Critique du volume manga
Publiée le Mardi, 31 Octobre 2023
Cinq années après le très bon Mon père alcoolique et moi, l'autrice Mariko Kikuchi revient en France, toujours aux éditions Akata, avec un nouveau manga-témoignage: Survivre à ses parents toxiques, où tout est dans le titre ou presque. De son nom original Doku-oya survival, cette oeuvre d'environ 150 pages a été publiée au Japon par les éditions Kadokawa en 2018, et voit la mangaka mettre en images 11 témoignages qu'elle a recueillis, en compagnie de son éditrice Madame Hatano, de la part de personnes ayant grandi dans un cadre familial hautement voire parfois très hautement toxique, le premier témoignage n'étant autre qu'un rapide retour sur la jeunesse de Mariko Kikuchi puisqu'elle même a grandi dans un environnement toxique, chose qui était d'ailleurs tout le sujet de son précédent manga autobiographique Mon père alcoolique et moi. Restée forcément marquée par sa propre histoire, elle en a gardé une grande sensibilité en voyant des personnes ayant vécu le même genre de choses, et semblait donc très bien placée pour nous proposer ce genre de recueil documentaire et social regroupant des témoignages d'autres gens.
La toxicité familiale peut toucher tous les milieux, et ce manga en est une excellente preuve au vu des différents horizons d'où viennent les témoins: mangaka bien sûr, mais aussi journaliste santé, poétesse, éditeur, écrivain, employé de bureau, réalisateur de films pour adultes, cartomancienne... Et dans chaque cas, il y a des choses nouvelles à observer sur les différentes formes que peut prendre la toxicité parentale, voire plus globalement la toxicité familiale puisqu'il n'y a pas toujours que les parents qui se montrent toxiques.
L'enrôlement dans une secte, l'alcoolisme, le suicide, l'obsession pour la réussite, la surprotection, le dénigrement verbal incessant, la violence physique, la prédation sexuelle, la tyrannie, l'addiction au pachinko (et, par extension, aux jeux d'argent), les disputes permanentes, les repas avariés donnant l'impression qu'on nous veut du mal... sont quelques-uns des nombreux aspects qui se voient évoqués au fil des témoignages, le tout en n'oubliant jamais de souligner tout ce que cela a pu provoquer sur les victimes: anxiété sociale, automutilation, inadaptation, absence de repères affectifs, envies de meurtre sur ses propres parents, et on en passe. L'idée phare étant de bien faire sentir à quel point il ne faut jamais négliger ce genre de situation toxique. Car comment savoir, pour un enfant dont le repère essentiel est ses parents, si ce qu'il vit est normal ou pas ?

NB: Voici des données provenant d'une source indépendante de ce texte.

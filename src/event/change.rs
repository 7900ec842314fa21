use std::fmt;

use serde::{Deserialize, Serialize};

use crate::collection::TypedCollection;

#[derive(Debug, Clone, Copy, PartialEq, Eq, Hash, Serialize, Deserialize)]
pub enum ChangeKind {
    Add,
    Remove,
    Sort,
}

impl ChangeKind {
    /// Namespaced event name, e.g. `change.add`.
    pub fn as_str(&self) -> &'static str {
        match self {
            ChangeKind::Add => "change.add",
            ChangeKind::Remove => "change.remove",
            ChangeKind::Sort => "change.sort",
        }
    }
}

impl fmt::Display for ChangeKind {
    fn fmt(&self, f: &mut fmt::Formatter<'_>) -> fmt::Result {
        f.write_str(self.as_str())
    }
}

/// One published notification.
///
/// `items` holds the added or removed elements in the order they were added
/// or removed; it is empty for `Sort`. `source` is the collection that fired,
/// already in its post-change state.
pub struct Change<'a, T> {
    pub kind: ChangeKind,
    pub items: &'a [T],
    pub source: &'a TypedCollection<T>,
}

impl<T> Change<'_, T> {
    pub fn namespace(&self) -> &'static str {
        self.kind.as_str()
    }
}

impl<T: fmt::Debug> fmt::Debug for Change<'_, T> {
    fn fmt(&self, f: &mut fmt::Formatter<'_>) -> fmt::Result {
        f.debug_struct("Change")
            .field("kind", &self.kind)
            .field("items", &self.items)
            .finish_non_exhaustive()
    }
}
use std::borrow::Cow;
use std::fmt;
use std::rc::Rc;

use serde::{Deserialize, Serialize};

/// Nominal element-type descriptor.
///
/// Two tags are the same type iff their names are equal. Tags are carried by
/// value, so a collection never depends on where its tag came from.
#[derive(Debug, Clone, PartialEq, Eq, Hash, PartialOrd, Ord, Serialize, Deserialize)]
#[serde(transparent)]
pub struct TypeTag(Cow<'static, str>);

impl TypeTag {
    pub const fn new(name: &'static str) -> Self {
        Self(Cow::Borrowed(name))
    }

    /// Tag named after a Rust type.
    pub fn of<T: ?Sized>() -> Self {
        Self(Cow::Borrowed(std::any::type_name::<T>()))
    }

    pub fn name(&self) -> &str {
        &self.0
    }
}

impl From<String> for TypeTag {
    fn from(name: String) -> Self {
        Self(Cow::Owned(name))
    }
}

impl From<&'static str> for TypeTag {
    fn from(name: &'static str) -> Self {
        Self::new(name)
    }
}

impl fmt::Display for TypeTag {
    fn fmt(&self, f: &mut fmt::Formatter<'_>) -> fmt::Result {
        f.write_str(&self.0)
    }
}

/// Anything that can live in a `TypedCollection`.
///
/// `type_tag` is the runtime membership check. Values of one Rust type may
/// report different tags (e.g. the variants of a dynamic value enum), which is
/// how heterogeneous input gets rejected.
pub trait Element: Clone {
    fn type_tag(&self) -> TypeTag;
}

macro_rules! scalar_element {
    ($($ty:ty),* $(,)?) => {
        $(
            impl Element for $ty {
                fn type_tag(&self) -> TypeTag {
                    TypeTag::of::<$ty>()
                }
            }
        )*
    };
}

scalar_element!(bool, char, i8, i16, i32, i64, i128, isize, u8, u16, u32, u64, u128, usize, f32, f64, String);

impl Element for &'static str {
    fn type_tag(&self) -> TypeTag {
        TypeTag::of::<&str>()
    }
}

impl<T: Element> Element for Rc<T> {
    fn type_tag(&self) -> TypeTag {
        (**self).type_tag()
    }
}

impl<T: Element> Element for Box<T> {
    fn type_tag(&self) -> TypeTag {
        (**self).type_tag()
    }
}

#[cfg(test)]
mod tests {
    use super::*;

    #[test]
    fn test_scalar_tags_are_nominal() {
        assert_eq!(3_i32.type_tag(), TypeTag::new("i32"));
        assert_ne!(3_i32.type_tag(), 3_i64.type_tag());
        assert_eq!(String::from("a").type_tag(), TypeTag::of::<String>());
    }

    #[test]
    fn test_wrappers_forward_tag() {
        assert_eq!(Rc::new(1_u8).type_tag(), 1_u8.type_tag());
        assert_eq!(Box::new('x').type_tag(), 'x'.type_tag());
    }

    #[test]
    fn test_owned_and_borrowed_tags_compare_equal() {
        assert_eq!(TypeTag::from(String::from("Point")), TypeTag::new("Point"));
    }
}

Forcément, avec un tel sujet grave, la lecture aurait pu être excessivement pesante. Mais la mangaka, tout comme dans Mon père alcoolique et moi où elle évitait régulièrement l'apitoiement en apportant une part d'humour, souhaite précisément éviter les ambiances trop difficiles. En plus de rester simple dans son dessin afin de désamorcer d'emblée les choses trop dures, elle choisit aussi de ne pas s'attarder visuellement sur les moments difficiles, voire d'occulter graphiquement les plus horribles la plupart du temps, pour mieux souligner le fait que chacun des témoins adultes, même s'ils continuent parfois de lutter contre une part de leurs démons, sont parvenus à se relever de cette toxicité. A ce titre, le dernier témoignage a quelque chose d'assez symbolique puisqu'il concerne une femme qui est elle-même, à son tour, devenue mère, en évitant soigneusement de reproduite les souffrances qu'elle-même a vécues. Mais n'oublions pas le cas de l'éditrice Hatano, sorte de petit fil rouge que Mariko Kikuchi suspecte d'avoir elle-même connu des parents un peu toxiques sans en avoir conscience, son cas aboutissant à un petit épilogue bien trouvé.
Ajoutons à cela une belle préface très sincère de la mangaka puis une intéressante analyse de la psychologue-clinicienne Sayoko Nobuta, et on obtient un nouveau manga-documentaire réussi, tant il pose le doigt avec soin sur les différents aspects de ces relations familiales toxiques.
Côté édition, Akata a eu la bonne idée de proposer ce tome dans un grand format sans jaquette et des teintes similaires à ceux de Mon père alcoolique et moi, pour un rendu cohérent une fois les oeuvres rangées l'une à côté de l'autre. A part ça, on a un logo-titre bien pensé par Tom "spAde" Bertrand, une qualité de papier et d'impression satisfaisante, un lettrage propre, et une traduction impeccable de la part d'Alexandre Fournier.